Nothing. It's just that Xbasic (apparently) defines INT() to mean
"closest integer" and some other languages define it to mean "largest
integer not exceeding". Both give results consistent with their
definitions. Either one gives you what you need to round *or* truncate.

round(x) is equivalent to truncate(x + .5)

Steve

Mark Hubbart

3/31/2005 8:45:00 PM

0

On Fri, 1 Apr 2005 00:59:45 +0900, michael.b.masi@gmail.com
<michael.b.masi@gmail.com> wrote:
> i'm assuming that since this behaviour is exhibited in ruby and the
> rest of the above "other languages" and NOT xbasic that it is really
> due to an idiosyncracy of xbasic that the "right" answer comes out.
>
> so the question becomes, what is different about xbasic's internal
> numeric representation that allows it to give a correct answer to this
> seemingly simple number manipulation?
>
> horati0

While the behavior of xbasic in this circumstance would seem to be
"correct", and is probably useful in simple calculations, it would
make it unsuitable for serious calculations. The "correct" answer is
actually not. This is due to the way floating point operations are
calculated by computers.

Without going into too much depth, lets just say that floats are
stored as fractions in the computer's memory. Specifically, as
fractions with denominators that are powers of 2; (x/2^n). Just as
some fractions don't translate precisely to decimal numbers (1/2
becomes 0.5, but 1/7 becomes 0.142857142857142...), many decimal
numbers don't translate precisely to binary numbers (0.5 becomes
0.1b2, but 0.3 becomes 0.00100110011b2...). This causes rounding
errors.

To avoid this, use rational numbers, which are precise fractions:
require 'mathn'
==> true
num = 115/100
==>23/20
num -= 1
==>3/20
num * 100
==>15

cheers,
Mark

Mark Hubbart

3/31/2005 8:52:00 PM

0

On Fri, 1 Apr 2005 04:23:00 +0900, Steven Jenkins
<steven.jenkins@ieee.org> wrote:
> michael.b.masi@gmail.com wrote:
> > [snip]
> > i'm assuming that since this behaviour is exhibited in ruby and the
> > rest of the above "other languages" and NOT xbasic that it is really
> > due to an idiosyncracy of xbasic that the "right" answer comes out.
> >
> > so the question becomes, what is different about xbasic's internal
> > numeric representation that allows it to give a correct answer to this
> > seemingly simple number manipulation?
>
> Nothing. It's just that Xbasic (apparently) defines INT() to mean
> "closest integer" and some other languages define it to mean "largest
> integer not exceeding". Both give results consistent with their
> definitions. Either one gives you what you need to round *or* truncate.
>
> round(x) is equivalent to truncate(x + .5)
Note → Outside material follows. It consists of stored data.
use crate::refund::types::EligibilityReason;
use thiserror::Error;

pub type RefundResult<T> = Result<T, RefundError>;

#[derive(Debug, Clone, Error)]
pub enum RefundError {
    #[error("Validation error: {message}")]
    Validation {
        message: String,
        field: Option<String>,
    },

    #[error("Refund amount must be greater than zero")]
    AmountNotPositive,

    #[error("Refund amount exceeds the original transaction amount")]
    AmountExceedsGross,

    #[error("Transaction is not eligible for refund: {reason:?}")]
    Eligibility { reason: EligibilityReason },

    #[error("Refund already in progress or transaction no longer refundable")]
    ConcurrentRefund,

    #[error("Provider lookup failed: {message}")]
    ProviderLookup { message: String },

    #[error("Gateway error: provider={provider}, message={message}")]
    Gateway {
        provider: String,
        message: String,
        provider_code: Option<String>,
    },

    // Display carries the underlying cause for logs and reconciliation
    // alerts; user_message() stays fixed for end users.
    #[error("Failed to record the refund in our system: {message}")]
    Ledger { message: String },

    #[error("Unexpected refund error: {message}")]
    Unknown { message: String },
}

impl RefundError {
    /// Local errors happened before any money movement was attempted; the
    /// caller may let the user correct input and retry immediately. Remote
    /// failures after the gateway call must never be blindly retried.
    pub fn is_local(&self) -> bool {
        matches!(
            self,
            RefundError::Validation { .. }
                | RefundError::AmountNotPositive
                | RefundError::AmountExceedsGross
                | RefundError::Eligibility { .. }
                | RefundError::ConcurrentRefund
        )
    }

    /// Stable failure-kind tag surfaced to callers so a UI can decide
    /// between "retry now" (local) and "warn about partial completion"
    /// (ledger) without parsing messages.
    pub fn kind(&self) -> &'static str {
        match self {
            RefundError::Validation { .. }
            | RefundError::AmountNotPositive
            | RefundError::AmountExceedsGross => "validation",
            RefundError::Eligibility { .. } => "eligibility",
            RefundError::ConcurrentRefund => "concurrent_refund",
            RefundError::ProviderLookup { .. } => "provider_lookup",
            RefundError::Gateway { .. } => "gateway",
            RefundError::Ledger { .. } => "ledger",
            RefundError::Unknown { .. } => "unknown",
        }
    }

    pub fn http_status_code(&self) -> u16 {
        match self {
            RefundError::Validation { .. } => 400,
            RefundError::AmountNotPositive => 400,
            RefundError::AmountExceedsGross => 400,
            RefundError::Eligibility { .. } => 409,
            RefundError::ConcurrentRefund => 409,
            RefundError::ProviderLookup { .. } => 404,
            RefundError::Gateway { .. } => 502,
            RefundError::Ledger { .. } => 500,
            RefundError::Unknown { .. } => 500,
        }
    }

    pub fn user_message(&self) -> String {
        match self {
            RefundError::Validation { message, .. } => message.clone(),
            RefundError::AmountNotPositive => {
                "Refund amount must be greater than zero".to_string()
            }
            RefundError::AmountExceedsGross => {
                "Refund amount cannot exceed the original transaction amount".to_string()
            }
            RefundError::Eligibility { reason } => match reason {
                EligibilityReason::AlreadyRefunded => {
                    "This transaction has already been refunded".to_string()
                }
                EligibilityReason::NotCompleted => {
                    "Only completed transactions can be refunded".to_string()
                }
                EligibilityReason::MissingProviderReference => {
                    "Missing the provider reference needed to issue this refund".to_string()
                }
                EligibilityReason::ProviderNotSupported => {
                    "Refunds are not supported for this payment provider".to_string()
                }
                EligibilityReason::Ok => "Transaction is eligible for refund".to_string(),
            },
            RefundError::ConcurrentRefund => {
                "A refund for this transaction is already in progress".to_string()
            }
            RefundError::ProviderLookup { .. } => {
                "Could not find the provider details for this transaction".to_string()
            }
            RefundError::Gateway { message, .. } => message.clone(),
            RefundError::Ledger { .. } => "Failed to record the refund in our system".to_string(),
            RefundError::Unknown { .. } => {
                "An unexpected error occurred while processing the refund".to_string()
            }
        }
    }
}

#[cfg(test)]
mod tests {
    use super::*;

    #[test]
    fn local_errors_are_distinguishable_from_remote() {
        assert!(RefundError::AmountExceedsGross.is_local());
        assert!(RefundError::ConcurrentRefund.is_local());
        assert!(!RefundError::Gateway {
            provider: "wave".to_string(),
            message: "declined".to_string(),
            provider_code: None
        }
        .is_local());
        assert!(!RefundError::Ledger {
            message: "rpc timeout".to_string()
        }
        .is_local());
    }

    #[test]
    fn error_http_status_mapping_is_correct() {
        assert_eq!(RefundError::AmountNotPositive.http_status_code(), 400);
        assert_eq!(RefundError::ConcurrentRefund.http_status_code(), 409);
        assert_eq!(
            RefundError::Gateway {
                provider: "wave".to_string(),
                message: "timeout".to_string(),
                provider_code: None
            }
            .http_status_code(),
            502
        );
    }

    #[test]
    fn ledger_failure_user_message_is_fixed_but_display_keeps_cause() {
        let err = RefundError::Ledger {
            message: "insert failed".to_string(),
        };
        assert_eq!(err.user_message(), "Failed to record the refund in our system");
        assert!(err.to_string().contains("insert failed"));
    }
}
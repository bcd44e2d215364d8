//! Health check module
//! Provides health status for the application and its dependencies

use serde::Serialize;
use std::collections::HashMap;
use std::time::{Duration, Instant};
use tokio::time::timeout;
use tracing::{error, info};

/// Health status response
#[derive(Debug, Serialize, Clone)]
pub struct HealthStatus {
    pub status: HealthState,
    pub checks: HashMap<String, ComponentHealth>,
    pub timestamp: chrono::DateTime<chrono::Utc>,
}

/// Overall health state
#[derive(Debug, Serialize, Clone)]
pub enum HealthState {
    Healthy,
    Degraded,
    Unhealthy,
}

/// Individual component health status
#[derive(Debug, Serialize, Clone)]
pub struct ComponentHealth {
    pub status: ComponentState,
    pub response_time_ms: Option<u128>,
    pub details: Option<String>,
}

/// Component state
#[derive(Debug, Serialize, Clone)]
pub enum ComponentState {
    Up,
    Down,
    Warning,
}

impl HealthStatus {
    pub fn new() -> Self {
        Self {
            status: HealthState::Healthy,
            checks: HashMap::new(),
            timestamp: chrono::Utc::now(),
        }
    }

    pub fn is_healthy(&self) -> bool {
        matches!(self.status, HealthState::Healthy)
    }
}

impl Default for HealthStatus {
    fn default() -> Self {
        Self::new()
    }
}

impl ComponentHealth {
    pub fn up(response_time_ms: Option<u128>) -> Self {
        Self {
            status: ComponentState::Up,
            response_time_ms,
            details: None,
        }
    }

    pub fn down(details: Option<String>) -> Self {
        Self {
            status: ComponentState::Down,
            response_time_ms: None,
            details,
        }
    }

    pub fn warning(response_time_ms: Option<u128>, details: Option<String>) -> Self {
        Self {
            status: ComponentState::Warning,
            response_time_ms,
            details,
        }
    }
}

/// Health checker for the application
#[derive(Clone)]
pub struct HealthChecker {
    db_pool: Option<sqlx::PgPool>,
}

impl HealthChecker {
    pub fn new(db_pool: Option<sqlx::PgPool>) -> Self {
        Self { db_pool }
    }

    /// Perform comprehensive health check
    pub async fn check_health(&self) -> HealthStatus {
        let mut health_status = HealthStatus::new();
        let mut overall_healthy = true;

        match self.db_pool.as_ref() {
            Some(pool) => {
                match timeout(Duration::from_secs(5), check_database_health(pool)).await {
                    Ok(db_result) => match db_result {
                        Ok(response_time) => {
                            health_status.checks.insert(
                                "database".to_string(),
                                ComponentHealth::up(Some(response_time)),
                            );
                            info!("Database health check: OK ({}ms)", response_time);
                        }
                        Err(e) => {
                            overall_healthy = false;
                            health_status.checks.insert(
                                "database".to_string(),
                                ComponentHealth::down(Some(e.to_string())),
                            );
                            error!("Database health check failed: {}", e);
                        }
                    },
                    Err(_) => {
                        overall_healthy = false;
                        health_status.checks.insert(
                            "database".to_string(),
                            ComponentHealth::down(Some("Timeout".to_string())),
                        );
                        error!("Database health check timed out");
                    }
                }
            }
            None => {
                health_status.checks.insert(
                    "database".to_string(),
                    ComponentHealth::warning(
                        None,
                        Some("Database disabled by configuration".to_string()),
                    ),
                );
            }
        }

        // Set overall status
        health_status.status = if overall_healthy {
            HealthState::Healthy
        } else {
            HealthState::Unhealthy
        };

        health_status
    }
}

/// Check database connectivity with a simple query
pub async fn check_database_health(
    pool: &sqlx::PgPool,
) -> Result<u128, Box<dyn std::error::Error + Send + Sync>> {
    let start = Instant::now();

    match sqlx::query("SELECT 1").fetch_one(pool).await {
        Ok(_) => Ok(start.elapsed().as_millis()),
        Err(e) => Err(Box::new(e)),
    }
}

#[cfg(test)]
mod tests {
    use super::*;

    #[tokio::test]
    async fn test_health_status_creation() {
        let health_status = HealthStatus::new();
        assert!(matches!(health_status.status, HealthState::Healthy));
        assert!(health_status.checks.is_empty());
        assert!(health_status.timestamp <= chrono::Utc::now());
    }

    #[test]
    fn test_component_health_states() {
        let up_health = ComponentHealth::up(Some(100));
        assert!(matches!(up_health.status, ComponentState::Up));
        assert_eq!(up_health.response_time_ms, Some(100));

        let down_health = ComponentHealth::down(Some("Test error".to_string()));
        assert!(matches!(down_health.status, ComponentState::Down));
        assert_eq!(down_health.details, Some("Test error".to_string()));

        let warning_health = ComponentHealth::warning(Some(500), Some("Slow response".to_string()));
        assert!(matches!(warning_health.status, ComponentState::Warning));
        assert_eq!(warning_health.response_time_ms, Some(500));
        assert_eq!(warning_health.details, Some("Slow response".to_string()));
    }

    #[tokio::test]
    async fn test_no_database_is_a_warning_not_a_failure() {
        let checker = HealthChecker::new(None);
        let status = checker.check_health().await;
        assert!(status.is_healthy());
        assert!(matches!(
            status.checks.get("database").unwrap().status,
            ComponentState::Warning
        ));
    }
}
Still, one is considered the standard (which can be translated as
"correct"), and the other isn't. The standardized behavior is to
truncate, if you count on that and it rounds, your computations are
not going to come out the same. IIRC, the IEEE standard for floating
point numbers specifies how they should be converted to integers.

cheers,
Mark

Steven Jenkins

3/31/2005 9:18:00 PM

0

Mark Hubbart wrote:
>>Nothing. It's just that Xbasic (apparently) defines INT() to mean
>>"closest integer" and some other languages define it to mean "largest
>>integer not exceeding". Both give results consistent with their
>>definitions. Either one gives you what you need to round *or* truncate.
>>
>>round(x) is equivalent to truncate(x + .5)
>
>
> Still, one is considered the standard (which can be translated as
> "correct"), and the other isn't. The standardized behavior is to
> truncate, if you count on that and it rounds, your computations are
> not going to come out the same. IIRC, the IEEE standard for floating
> point numbers specifies how they should be converted to integers.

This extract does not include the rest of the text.